Introduction

Recently, I’ve been doing some research on the topic of functional programming. I think it’s a good time to get together some of the resources I’ve found so far and remark the ideas that motivated me to learn more about it.

Why Functional Programming?

After reading articles, books, and watching videos by Eric Eliott, Brian Lonsdorf, Michael Fogus, Brian Beckman, and others, I’ve convinced myself about the following facts:

  • Object-Oriented Design and Relational Databases potentially have a big problem: they bind your software and your data together with a very rigid structure that is very difficult to modify in the future.
  • You usually have to make decisions about that rigid structure at a development stage where you simply don’t have all the relevant information. Requirements change with time and rigid structures don’t like changes.
  • It’s almost impossible to design a very good OOD or RDB from the very beginning because humans cannot predict the future.

That’s why I think not just functional programming but also NoSQL databases are getting more and more traction. Now that memory and computational power are getting bigger and cheaper, they are becoming a great alternative for many applications. In addition to that, functional techniques present clear advantages in distributed computing.

Fight complexity

As Brian Beckman said, today in the software development community, we’re out of control in the complexity space. The way to control complexity is compositionality.

Functional programming is probably the natural alternative to the classical Object-Oriented paradigm. It’s been around since the very beginning of computation, but for some reason, it never went mainstream. Until now.

JavaScript is (maybe alongside with Scala) the first mainstream programming language that provides basic tools for developing software-based partially or even completely on the functional paradigm. Functions are first-class citizens, you can create high order functions, and you can do many other things that were not possible in any of the older classic mainstream programming languages (such as C++, Java, or C#). Interestingly enough, now that functional programming is becoming something cool and more and more people are interested in it, also the classic OOP languages are incorporating functional features to them, which is great! In fact, I think there’s great potential in combining both paradigms.

But functional programming can be quite tricky to understand in the beginning. It has its roots in lambda calculus (or category theory, as you prefer), and it’s full of rather esoteric terms such as monoids, monads, functors, applicative functors, and so on. But the main idea behind it is very simple: build software just by writing small pieces of code (functions) that perform very specific tasks and then compose them in order to provide a more complex behavior. One of the main advantages of such an approach is that unit testing is much easier, sometimes even trivial.

First Steps

Basic and easy stuff first, please. The series on functional programming in JavaScript by MPJ is a great starting point. If you never heard of high order functions, Map, Reduce, Currying, and some other related concepts, you can find a quick and fun introduction here.

I Want More of This

After convincing myself of the convenience of functions like Map and Reduce, I wanted to learn more. I found two very interesting books about functional programming with JavaScript:

  • Functional JavaScript, by Michael Fogus, is a comprehensive introduction to the main functional programming concepts. It focuses on JavaScript and the Underscore library. Concepts like purity, immutability, recursion, trampoline techniques, and currying are very well explained, with lots of examples.
  • Professor Frisby’s Mostly Adequate Guide to Functional Programming, by Brian Lonsdorf (AKA Dr. Boolean). It’s not finished yet but, hey! it’s free!!. It shows a way to develop JavaScript that, in my humble opinion, is closer to what you might expect when working with more purely functional oriented programming languages, like Scala or even Haskell. It’s related to the three videos series Classroom Coding with Prof. Frisby (very interesting too, but also very dense. You might need to watch them twice to get all the concepts). You can also find many other interesting talks on youtube from this author.

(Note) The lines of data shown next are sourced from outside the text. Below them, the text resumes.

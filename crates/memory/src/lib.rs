//! Long-term memory collaborators for Taskforge.
//!
//! Both implement `taskforge_core::MemoryRetriever`.

pub mod in_memory;
pub mod noop;

pub use in_memory::InMemoryRetriever;
pub use noop::NoopRetriever;
#[cfg(test)]
mod tests {
    use super::*;
    use taskforge_core::{Provider, ProviderErrorKind};

    fn provider() -> OpenAiCompatProvider {
        OpenAiCompatProvider::new("test", "https://api.example.com/v1/", "sk-test", Duration::from_secs(5))
            .unwrap()
    }

    #[test]
    fn constructor_trims_trailing_slash() {
        let p = provider();
        assert_eq!(p.name(), "test");
        assert_eq!(p.base_url(), "https://api.example.com/v1");
    }

    #[test]
    fn from_config_requires_api_key() {
        let config = AppConfig::default();
        let err = OpenAiCompatProvider::from_config(&config).err().unwrap();
        assert_eq!(err.kind(), ProviderErrorKind::NotConfigured);
    }

    #[test]
    fn message_conversion() {
        let messages = vec![
            Message::system("You are helpful"),
            Message::user("Hello"),
            Message::assistant_with_tools(
                "",
                vec![MessageToolCall {
                    id: "call_1".into(),
                    name: "file".into(),
                    arguments: r#"{"operation":"read","path":"a.txt"}"#.into(),
                }],
            ),
            Message::tool_result("call_1", "contents"),
        ];
        let api_messages = OpenAiCompatProvider::to_api_messages(&messages);
        assert_eq!(api_messages.len(), 4);
        assert_eq!(api_messages[0].role, "system");
        assert_eq!(api_messages[2].tool_calls.as_ref().unwrap()[0].function.name, "file");
        assert_eq!(api_messages[3].role, "tool");
        assert_eq!(api_messages[3].tool_call_id.as_deref(), Some("call_1"));
    }

    #[test]
    fn body_includes_tool_choice_only_with_tools() {
        let mut request = ProviderRequest::new("gpt-4o-mini", vec![Message::user("hi")]);
        request.tool_choice = Some(ToolChoice::None);
        request.parallel_tool_calls = Some(false);
        let body = OpenAiCompatProvider::build_body(&request);
        assert!(body.get("tool_choice").is_none());
        assert!(body.get("parallel_tool_calls").is_none());

        request.tools = vec![ToolDefinition {
            name: "shell".into(),
            description: "Run a shell command".into(),
            parameters: serde_json::json!({"type": "object"}),
        }];
        let body = OpenAiCompatProvider::build_body(&request);
        assert_eq!(body["tool_choice"], "none");
        assert_eq!(body["parallel_tool_calls"], false);
        assert_eq!(body["tools"][0]["type"], "function");
        assert_eq!(body["tools"][0]["function"]["name"], "shell");
    }

    #[test]
    fn response_conversion_keeps_tool_calls_and_finish_reason() {
        let raw = r#"{
            "model": "gpt-4o-mini",
            "choices": [{
                "message": {
                    "role": "assistant",
                    "content": null,
                    "tool_calls": [{"id": "call_9", "type": "function",
                        "function": {"name": "file", "arguments": "{\"path\":\"x\"}"}}]
                },
                "finish_reason": "tool_calls"
            }],
            "usage": {"prompt_tokens": 12, "completion_tokens": 3, "total_tokens": 15}
        }"#;
        let api: ApiResponse = serde_json::from_str(raw).unwrap();
        let response = OpenAiCompatProvider::into_response(api).unwrap();
        assert_eq!(response.finish_reason.as_deref(), Some("tool_calls"));
        assert_eq!(response.message.tool_calls[0].id, "call_9");
        assert!(response.message.content.is_empty());
        assert_eq!(response.usage.unwrap().total_tokens, 15);
    }

    #[test]
    fn empty_choices_is_invalid_response() {
        let api: ApiResponse = serde_json::from_str(r#"{"model":"m","choices":[]}"#).unwrap();
        let err = OpenAiCompatProvider::into_response(api).unwrap_err();
        assert_eq!(err.kind(), ProviderErrorKind::InvalidResponse);
    }

    #[test]
    fn status_classification() {
        let kind = |status, body: &str| classify_status(status, None, body.into()).kind();

        assert_eq!(kind(429, ""), ProviderErrorKind::RateLimited);
        assert_eq!(kind(401, ""), ProviderErrorKind::Authentication);
        assert_eq!(kind(403, ""), ProviderErrorKind::Authentication);
        assert_eq!(kind(400, r#"{"error":{"code":"bad"}}"#), ProviderErrorKind::InvalidRequest);
        assert_eq!(kind(500, ""), ProviderErrorKind::Unavailable);
        assert_eq!(kind(503, ""), ProviderErrorKind::Unavailable);
        assert_eq!(kind(418, ""), ProviderErrorKind::Api);
        assert_eq!(
            kind(400, r#"{"error":{"code":"tool_use_failed","failed_generation":"hi"}}"#),
            ProviderErrorKind::ToolUseFailed
        );
    }

    #[test]
    fn rate_limit_uses_retry_after_header() {
        let mut headers = reqwest::header::HeaderMap::new();
        headers.insert(reqwest::header::RETRY_AFTER, "12".parse().unwrap());
        let retry_after = parse_retry_after(&headers);
        assert_eq!(retry_after, Some(Duration::from_secs(12)));

        match classify_status(429, retry_after, String::new()) {
            ProviderError::RateLimited { retry_after } => {
                assert_eq!(retry_after, Duration::from_secs(12))
            }
            other => panic!("expected RateLimited, got {other:?}"),
        }

        match classify_status(429, None, String::new()) {
            ProviderError::RateLimited { retry_after } => assert_eq!(retry_after, DEFAULT_RETRY_AFTER),
            other => panic!("expected RateLimited, got {other:?}"),
        }
    }

    #[test]
    fn retry_after_ignores_http_dates() {
        let mut headers = reqwest::header::HeaderMap::new();
        headers.insert(
            reqwest::header::RETRY_AFTER,
            "Wed, 21 Oct 2015 07:28:00 GMT".parse().unwrap(),
        );
        assert_eq!(parse_retry_after(&headers), None);
    }
}
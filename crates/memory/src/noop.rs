//! No-op retriever: disables long-term memory entirely.

use async_trait::async_trait;
use taskforge_core::error::MemoryError;
use taskforge_core::memory::{MemoryRetriever, RetrievedContext, RunRecord};

/// Retrieves nothing and stores nothing.
pub struct NoopRetriever;

#[async_trait]
impl MemoryRetriever for NoopRetriever {
    fn name(&self) -> &str {
        "none"
    }

    async fn retrieve(&self, _task: &str, _max_results: usize) -> Result<RetrievedContext, MemoryError> {
        Ok(RetrievedContext::default())
    }

    async fn record(&self, _record: RunRecord) -> Result<String, MemoryError> {
        Ok(String::new())
    }
}
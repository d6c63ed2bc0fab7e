//! Reference tool implementations for Taskforge.
//!
//! Two tools ship with the core: `file` for workspace file operations and
//! `shell` for running commands. Both are sandboxed to the workspace root.

pub mod file;
pub mod shell;

use taskforge_config::AppConfig;
use taskforge_core::error::ToolError;
use taskforge_core::tool::ToolRegistry;
use taskforge_security::Sandbox;

pub use file::FileTool;
pub use shell::ShellTool;

/// Create a registry with the built-in tools, configured from `config`.
pub fn default_registry(config: &AppConfig) -> Result<ToolRegistry, ToolError> {
    let sandbox = Sandbox::from_config(&config.sandbox);
    let mut registry = ToolRegistry::new();
    registry.register(Box::new(ShellTool::from_config(&config.shell, sandbox.root())))?;
    registry.register(Box::new(FileTool::new(sandbox)))?;
    Ok(registry)
}
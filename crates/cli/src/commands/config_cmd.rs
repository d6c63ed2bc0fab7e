//! `taskforge config`: show the effective configuration.

use taskforge_config::AppConfig;

pub fn run(config: &AppConfig) {
    println!("# {}", AppConfig::config_dir().join("config.toml").display());
    if !config.has_api_key() {
        println!("# No API key set (use TASKFORGE_API_KEY or OPENAI_API_KEY)");
    }
    println!("{}", config.to_redacted_toml());
}
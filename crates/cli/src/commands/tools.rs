//! `taskforge tools`: list the registered tools.

use taskforge_config::AppConfig;
use taskforge_core::tool::ToolRegistry;

pub fn run(config: &AppConfig) -> Result<(), Box<dyn std::error::Error>> {
    let registry = taskforge_tools::default_registry(config)?;
    for line in describe(&registry) {
        println!("{line}");
    }
    Ok(())
}

/// One line per tool: name, category, and whether calls need confirmation.
fn describe(registry: &ToolRegistry) -> Vec<String> {
    registry
        .names()
        .into_iter()
        .filter_map(|name| registry.get(name).ok())
        .map(|tool| {
            let flag = if tool.requires_confirmation() {
                "dangerous, confirms"
            } else {
                "safe"
            };
            format!(
                "{:<8} {:<12} {:<20} {}",
                tool.name(),
                format!("{:?}", tool.category()),
                flag,
                tool.description()
            )
        })
        .collect()
}
//! Runs a scan session on a dedicated thread.

use std::thread::{self, JoinHandle};
use std::time::Duration;

use crossbeam_channel::{unbounded, Receiver, RecvTimeoutError};
use log::{debug, error, info};

use crate::config::ScanConfig;
use crate::error::ScanError;
use crate::pipeline::{ChannelSink, ScanEvent, ScanOrchestrator, ScanOutcome};
use crate::scanner::CancellationToken;

// Re-export crossbeam_channel for callers draining the event stream
pub use crossbeam_channel;

pub struct ScanWorker;

impl ScanWorker {
    /// Starts a session for `config` on a new thread.
    pub fn spawn(config: ScanConfig) -> Result<ScanHandle, ScanError> {
        Self::spawn_orchestrator(ScanOrchestrator::new(config))
    }

    /// Starts a prepared orchestrator, e.g. one with custom drivers.
    pub fn spawn_orchestrator(orchestrator: ScanOrchestrator) -> Result<ScanHandle, ScanError> {
        let (sender, events) = unbounded::<ScanEvent>();
        let cancel = orchestrator.cancellation_token();
        let root = orchestrator.config().root_directory.display().to_string();

        let thread = thread::Builder::new()
            .name("geocatalog-scan".to_string())
            .spawn(move || {
                let mut orchestrator = orchestrator;
                let sink = ChannelSink::new(sender);
                debug!("Scan worker started");
                let outcome = orchestrator.run(&sink);
                debug!("Scan worker finished: {}", outcome.state());
                outcome
            })
            .map_err(|e| ScanError::SpawnFailed(e.to_string()))?;

        info!("Started scan worker for {}", root);

        Ok(ScanHandle {
            events,
            cancel,
            thread,
        })
    }
}

/// Caller's side of a running scan.
pub struct ScanHandle {
    events: Receiver<ScanEvent>,
    cancel: CancellationToken,
    thread: JoinHandle<ScanOutcome>,
}

impl ScanHandle {
    /// Ordered event stream. Disconnects after the terminal event.
    pub fn events(&self) -> &Receiver<ScanEvent> {
        &self.events
    }

    /// Requests cancellation. The worker stops before its next item and
    /// commits nothing.
    pub fn cancel(&self) {
        self.cancel.cancel();
    }

    pub fn cancellation_token(&self) -> CancellationToken {
        self.cancel.clone()
    }

    pub fn is_finished(&self) -> bool {
        self.thread.is_finished()
    }

    /// Waits for the next event, up to `timeout`.
    pub fn next_event(&self, timeout: Duration) -> Option<ScanEvent> {
        match self.events.recv_timeout(timeout) {
            Ok(event) => Some(event),
            Err(RecvTimeoutError::Timeout) | Err(RecvTimeoutError::Disconnected) => None,
        }
    }

    /// Waits for the worker and returns the session outcome.
    pub fn join(self) -> ScanOutcome {
        match self.thread.join() {
            Ok(outcome) => outcome,
            Err(e) => {
                error!("Scan worker panicked: {:?}", e);
                ScanOutcome::Failed(ScanError::WorkerPanicked)
            }
        }
    }

    /// Drains every remaining event, then joins.
    pub fn wait(self) -> (Vec<ScanEvent>, ScanOutcome) {
        let events: Vec<ScanEvent> = self.events.iter().collect();
        (events, self.join())
    }
}
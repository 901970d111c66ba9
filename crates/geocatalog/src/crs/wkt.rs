//! Minimal WKT (1 and 2) reader.
//!
//! Only the bracket grammar is parsed; semantics are limited to what the
//! catalog needs: authority codes, the CRS name, and enough projection
//! parameters to build a PROJ.4 string for the common projection methods.

use std::fmt::Write as _;

use thiserror::Error;

const MAX_DEPTH: usize = 64;

#[derive(Error, Debug, Clone, PartialEq)]
pub enum WktError {
    #[error("unexpected end of WKT input")]
    UnexpectedEnd,

    #[error("unexpected character '{found}' at offset {offset}")]
    Unexpected { found: char, offset: usize },

    #[error("invalid number '{0}'")]
    InvalidNumber(String),

    #[error("WKT nesting deeper than {MAX_DEPTH} levels")]
    TooDeep,
}

#[derive(Debug, Clone, PartialEq)]
pub enum WktValue {
    Text(String),
    Number(f64),
    /// Bare enumeration word, e.g. `EAST` in `AXIS["x",EAST]`.
    Word(String),
    Node(WktNode),
}

#[derive(Debug, Clone, PartialEq)]
pub struct WktNode {
    pub keyword: String,
    pub values: Vec<WktValue>,
}

impl WktNode {
    pub fn parse(input: &str) -> Result<WktNode, WktError> {
        let mut parser = Parser { src: input, pos: 0 };
        let node = parser.node(0)?;
        parser.skip_ws();
        match parser.peek() {
            None => Ok(node),
            Some(c) => Err(WktError::Unexpected {
                found: c as char,
                offset: parser.pos,
            }),
        }
    }

    pub fn is(&self, keyword: &str) -> bool {
        self.keyword.eq_ignore_ascii_case(keyword)
    }

    /// The first quoted string, conventionally the object name.
    pub fn name(&self) -> Option<&str> {
        self.values.iter().find_map(|v| match v {
            WktValue::Text(s) => Some(s.as_str()),
            _ => None,
        })
    }

    /// The `index`-th numeric value.
    pub fn number(&self, index: usize) -> Option<f64> {
        self.values
            .iter()
            .filter_map(|v| match v {
                WktValue::Number(n) => Some(*n),
                _ => None,
            })
            .nth(index)
    }

    pub fn children(&self) -> impl Iterator<Item = &WktNode> {
        self.values.iter().filter_map(|v| match v {
            WktValue::Node(n) => Some(n),
            _ => None,
        })
    }

    /// First direct child with any of the given keywords.
    pub fn child(&self, keywords: &[&str]) -> Option<&WktNode> {
        self.children()
            .find(|c| keywords.iter().any(|k| c.is(k)))
    }

    /// First descendant (depth-first, self excluded) with any of the keywords.
    pub fn find(&self, keywords: &[&str]) -> Option<&WktNode> {
        for child in self.children() {
            if keywords.iter().any(|k| child.is(k)) {
                return Some(child);
            }
            if let Some(found) = child.find(keywords) {
                return Some(found);
            }
        }
        None
    }

    /// `(authority, code)` declared directly on this node, from
    /// `AUTHORITY["EPSG","4326"]` or `ID["EPSG",4326]`.
    pub fn authority(&self) -> Option<(String, String)> {
        let node = self.child(&["AUTHORITY", "ID"])?;
        let authority = node.name()?.to_string();
        let code = node.values.iter().skip(1).find_map(|v| match v {
            WktValue::Text(s) => Some(s.clone()),
            WktValue::Number(n) if n.fract() == 0.0 => Some(format!("{}", *n as i64)),
            _ => None,
        })?;
        Some((authority, code))
    }
}

struct Parser<'a> {
    src: &'a str,
    pos: usize,
}

impl<'a> Parser<'a> {
    fn peek(&self) -> Option<u8> {
        self.src.as_bytes().get(self.pos).copied()
    }

    fn skip_ws(&mut self) {
        while matches!(self.peek(), Some(c) if c.is_ascii_whitespace()) {
            self.pos += 1;
        }
    }

    fn unexpected(&self) -> WktError {
        match self.peek() {
            Some(c) => WktError::Unexpected {
                found: c as char,
                offset: self.pos,
            },
            None => WktError::UnexpectedEnd,
        }
    }

    fn ident(&mut self) -> Result<String, WktError> {
        let start = self.pos;
        while matches!(self.peek(), Some(c) if c.is_ascii_alphanumeric() || c == b'_') {
            self.pos += 1;
        }
        if start == self.pos {
            return Err(self.unexpected());
        }
        Ok(self.src[start..self.pos].to_string())
    }

    fn string(&mut self) -> Result<String, WktError> {
        // Opening quote.
        self.pos += 1;
        let mut out = String::new();
        loop {
            let rest = &self.src[self.pos..];
            let Some(idx) = rest.find('"') else {
                return Err(WktError::UnexpectedEnd);
            };
            out.push_str(&rest[..idx]);
            self.pos += idx + 1;
            // A doubled quote is an escaped quote.
            if self.peek() == Some(b'"') {
                out.push('"');
                self.pos += 1;
            } else {
                return Ok(out);
            }
        }
    }

    fn number(&mut self) -> Result<f64, WktError> {
        let start = self.pos;
        while matches!(self.peek(), Some(c) if c.is_ascii_digit() || matches!(c, b'+' | b'-' | b'.' | b'e' | b'E'))
        {
            self.pos += 1;
        }
        let text = &self.src[start..self.pos];
        text.parse::<f64>()
            .map_err(|_| WktError::InvalidNumber(text.to_string()))
    }

    fn node(&mut self, depth: usize) -> Result<WktNode, WktError> {
        if depth > MAX_DEPTH {
            return Err(WktError::TooDeep);
        }
        self.skip_ws();
        let keyword = self.ident()?;
        self.skip_ws();
        match self.peek() {
            Some(b'[') | Some(b'(') => self.pos += 1,
            _ => return Err(self.unexpected()),
        }

        let mut values = Vec::new();
        loop {
            self.skip_ws();
            match self.peek() {
                Some(b']') | Some(b')') => {
                    self.pos += 1;
                    break;
                }
                Some(b',') => self.pos += 1,
                Some(b'"') => values.push(WktValue::Text(self.string()?)),
                Some(c) if c.is_ascii_digit() || matches!(c, b'-' | b'+' | b'.') => {
                    values.push(WktValue::Number(self.number()?))
                }
                Some(c) if c.is_ascii_alphabetic() || c == b'_' => {
                    let start = self.pos;
                    let word = self.ident()?;
                    self.skip_ws();
                    if matches!(self.peek(), Some(b'[') | Some(b'(')) {
                        self.pos = start;
                        values.push(WktValue::Node(self.node(depth + 1)?));
                    } else {
                        values.push(WktValue::Word(word));
                    }
                }
                _ => return Err(self.unexpected()),
            }
        }

        Ok(WktNode { keyword, values })
    }
}

/// Lowercases and folds every run of non-alphanumerics into one `_`.
pub(crate) fn normalize_name(name: &str) -> String {
    let mut out = String::with_capacity(name.len());
    let mut pending_sep = false;
    for c in name.chars() {
        if c.is_ascii_alphanumeric() {
            if pending_sep && !out.is_empty() {
                out.push('_');
            }
            pending_sep = false;
            out.push(c.to_ascii_lowercase());
        } else {
            pending_sep = true;
        }
    }
    out
}

const GEOGRAPHIC_KEYWORDS: &[&str] = &["GEOGCS", "GEOGCRS", "GEOGRAPHICCRS", "GEODCRS", "GEODETICCRS"];
const PROJECTED_KEYWORDS: &[&str] = &["PROJCS", "PROJCRS", "PROJECTEDCRS"];

pub(crate) fn is_geographic(root: &WktNode) -> bool {
    GEOGRAPHIC_KEYWORDS.iter().any(|k| root.is(k))
}

pub(crate) fn is_projected(root: &WktNode) -> bool {
    PROJECTED_KEYWORDS.iter().any(|k| root.is(k))
}

/// Builds a PROJ.4 definition for a parsed CRS, or `None` when the method is
/// not one the catalog knows how to express.
pub fn to_proj4(root: &WktNode) -> Option<String> {
    let ellipsoid = ellipsoid_params(root);

    if is_geographic(root) {
        return Some(format!("+proj=longlat {} +no_defs", ellipsoid));
    }
    if !is_projected(root) {
        return None;
    }

    let method = root
        .child(&["PROJECTION"])
        .or_else(|| root.child(&["CONVERSION"]).and_then(|c| c.child(&["METHOD", "PROJECTION"])))
        .and_then(WktNode::name)
        .map(normalize_name)?;

    let to_meter = linear_unit_factor(root);
    let params = ProjParams::collect(root, to_meter);

    let mut out = String::new();
    match method.as_str() {
        "transverse_mercator" | "gauss_kruger" => {
            let _ = write!(out, "+proj=tmerc");
            params.push_all(&mut out, &["lat_0", "lon_0", "k_0", "x_0", "y_0"]);
        }
        "mercator_auxiliary_sphere" | "popular_visualisation_pseudo_mercator" => {
            let _ = write!(out, "+proj=merc +a=6378137 +b=6378137 +lat_ts=0");
            params.push_all(&mut out, &["lon_0", "x_0", "y_0"]);
            return Some(finish(out, to_meter, None));
        }
        "mercator" | "mercator_1sp" | "mercator_variant_a" => {
            let _ = write!(out, "+proj=merc");
            params.push_all(&mut out, &["lon_0", "k_0", "x_0", "y_0"]);
        }
        "mercator_2sp" | "mercator_variant_b" => {
            let _ = write!(out, "+proj=merc");
            params.push_as(&mut out, "lat_1", "lat_ts");
            params.push_all(&mut out, &["lon_0", "x_0", "y_0"]);
        }
        "lambert_conformal_conic"
        | "lambert_conformal_conic_2sp"
        | "lambert_conic_conformal_2sp" => {
            let _ = write!(out, "+proj=lcc");
            params.push_all(&mut out, &["lat_1", "lat_2", "lat_0", "lon_0", "x_0", "y_0"]);
        }
        "lambert_conformal_conic_1sp" | "lambert_conic_conformal_1sp" => {
            let _ = write!(out, "+proj=lcc");
            params.push_as(&mut out, "lat_0", "lat_1");
            params.push_all(&mut out, &["lat_0", "lon_0", "k_0", "x_0", "y_0"]);
        }
        "albers" | "albers_conic_equal_area" | "albers_equal_area" => {
            let _ = write!(out, "+proj=aea");
            params.push_all(&mut out, &["lat_1", "lat_2", "lat_0", "lon_0", "x_0", "y_0"]);
        }
        "polar_stereographic"
        | "polar_stereographic_variant_a"
        | "polar_stereographic_variant_b" => {
            let _ = write!(out, "+proj=stere");
            let lat_0 = params.get("lat_0").or(params.get("lat_ts")).unwrap_or(90.0);
            let _ = write!(out, " +lat_0={}", if lat_0 < 0.0 { -90.0 } else { 90.0 });
            if params.get("lat_ts").is_some() {
                params.push_all(&mut out, &["lat_ts"]);
            } else {
                params.push_as(&mut out, "lat_0", "lat_ts");
            }
            params.push_all(&mut out, &["lon_0", "k_0", "x_0", "y_0"]);
        }
        "oblique_stereographic" | "stereographic" | "double_stereographic" => {
            let _ = write!(out, "+proj=sterea");
            params.push_all(&mut out, &["lat_0", "lon_0", "k_0", "x_0", "y_0"]);
        }
        "equirectangular" | "plate_carree" | "equidistant_cylindrical" => {
            let _ = write!(out, "+proj=eqc");
            params.push_as(&mut out, "lat_1", "lat_ts");
            params.push_all(&mut out, &["lat_0", "lon_0", "x_0", "y_0"]);
        }
        "lambert_azimuthal_equal_area" => {
            let _ = write!(out, "+proj=laea");
            params.push_all(&mut out, &["lat_0", "lon_0", "x_0", "y_0"]);
        }
        _ => return None,
    }

    Some(finish(out, to_meter, Some(&ellipsoid)))
}

fn finish(mut out: String, to_meter: f64, ellipsoid: Option<&str>) -> String {
    if let Some(ellipsoid) = ellipsoid {
        let _ = write!(out, " {}", ellipsoid);
    }
    if (to_meter - 1.0).abs() > 1e-12 {
        let _ = write!(out, " +to_meter={}", to_meter);
    } else {
        out.push_str(" +units=m");
    }
    out.push_str(" +no_defs");
    out
}

fn ellipsoid_params(root: &WktNode) -> String {
    let spheroid = root.find(&["SPHEROID", "ELLIPSOID"]);
    let (a, rf) = match spheroid {
        Some(s) => (s.number(0).unwrap_or(6_378_137.0), s.number(1).unwrap_or(298.257_223_563)),
        None => (6_378_137.0, 298.257_223_563),
    };
    let b = if rf == 0.0 { a } else { a * (1.0 - 1.0 / rf) };
    format!("+a={} +b={}", a, b)
}

/// Metres per linear unit of a projected CRS.
fn linear_unit_factor(root: &WktNode) -> f64 {
    root.child(&["UNIT", "LENGTHUNIT"])
        .or_else(|| root.find(&["LENGTHUNIT"]))
        .and_then(|u| u.number(0))
        .filter(|f| *f > 0.0)
        .unwrap_or(1.0)
}

struct ProjParams {
    values: Vec<(&'static str, f64)>,
}

impl ProjParams {
    fn collect(root: &WktNode, to_meter: f64) -> Self {
        let mut values = Vec::new();
        let holders = [Some(root), root.child(&["CONVERSION"])];
        for holder in holders.into_iter().flatten() {
            for param in holder.children().filter(|c| c.is("PARAMETER")) {
                let (Some(name), Some(raw)) = (param.name(), param.number(0)) else {
                    continue;
                };
                let Some(key) = proj_key(&normalize_name(name)) else {
                    continue;
                };
                let value = if let Some(unit) = param.child(&["ANGLEUNIT"]) {
                    unit.number(0).map(|f| (raw * f).to_degrees()).unwrap_or(raw)
                } else if let Some(unit) = param.child(&["LENGTHUNIT"]) {
                    raw * unit.number(0).unwrap_or(1.0)
                } else if matches!(key, "x_0" | "y_0") {
                    raw * to_meter
                } else {
                    raw
                };
                values.push((key, value));
            }
        }
        Self { values }
    }

    fn get(&self, key: &str) -> Option<f64> {
        self.values.iter().find(|(k, _)| *k == key).map(|(_, v)| *v)
    }

    fn push_all(&self, out: &mut String, keys: &[&str]) {
        for key in keys {
            if let Some(value) = self.get(key) {
                let _ = write!(out, " +{}={}", key, value);
            }
        }
    }

    fn push_as(&self, out: &mut String, key: &str, as_key: &str) {
        if let Some(value) = self.get(key) {
            let _ = write!(out, " +{}={}", as_key, value);
        }
    }
}

fn proj_key(normalized: &str) -> Option<&'static str> {
    let key = match normalized {
        "central_meridian"
        | "longitude_of_natural_origin"
        | "longitude_of_origin"
        | "longitude_of_center"
        | "longitude_of_centre"
        | "longitude_of_false_origin"
        | "straight_vertical_longitude_from_pole" => "lon_0",
        "latitude_of_origin"
        | "latitude_of_natural_origin"
        | "latitude_of_center"
        | "latitude_of_centre"
        | "latitude_of_false_origin" => "lat_0",
        "standard_parallel_1" | "latitude_of_1st_standard_parallel" => "lat_1",
        "standard_parallel_2" | "latitude_of_2nd_standard_parallel" => "lat_2",
        "latitude_of_standard_parallel" | "standard_parallel" => "lat_ts",
        "scale_factor" | "scale_factor_at_natural_origin" => "k_0",
        "false_easting" | "easting_at_false_origin" => "x_0",
        "false_northing" | "northing_at_false_origin" => "y_0",
        _ => return None,
    };
    Some(key)
}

If you want to start writing functional routines in your JavaScript applications, in the sense that was explained on “Functional Javascript”, Lodash (a more performant alternative to Underscore) is a great library.

If you want to explore a more pure functional programming style, lodash/fp, Ramda, Folktale, and Fantasy Land are wonderful resources.

If that’s not functional enough for you, you can give a try at PureScript or ClojureScript.

A Bit More Advanced

Brian Beckman: Don’t fear the Monad. Brian Beckman (Princeton University, Microsoft, Amazon…) gives you a glimpse of the category theory behind monoids and monads, expressed in practical terms, familiar to an imperative programmer (he also gives C# examples). I find particularly interesting the following ideas:

  • Functions can be seen as data. You can model (almost) any function as a dictionary table where a lookup is performed.
  • A short story about the two separated camps created when computing started: the imperative one (a tradition that led to languages like Fortran, C, Pascal, Java, etc.), where Math theory was put aside and performance was king, and the functional one (this one led to languages like Algol, Lisp, Smalltalk or Haskell), where they started out with Math theory (lambda calculus) and went from there down to the machine, sometimes at the expense of performance.
  • Build complexity out of simplicity by composing functions, not by adding ad-hoc features.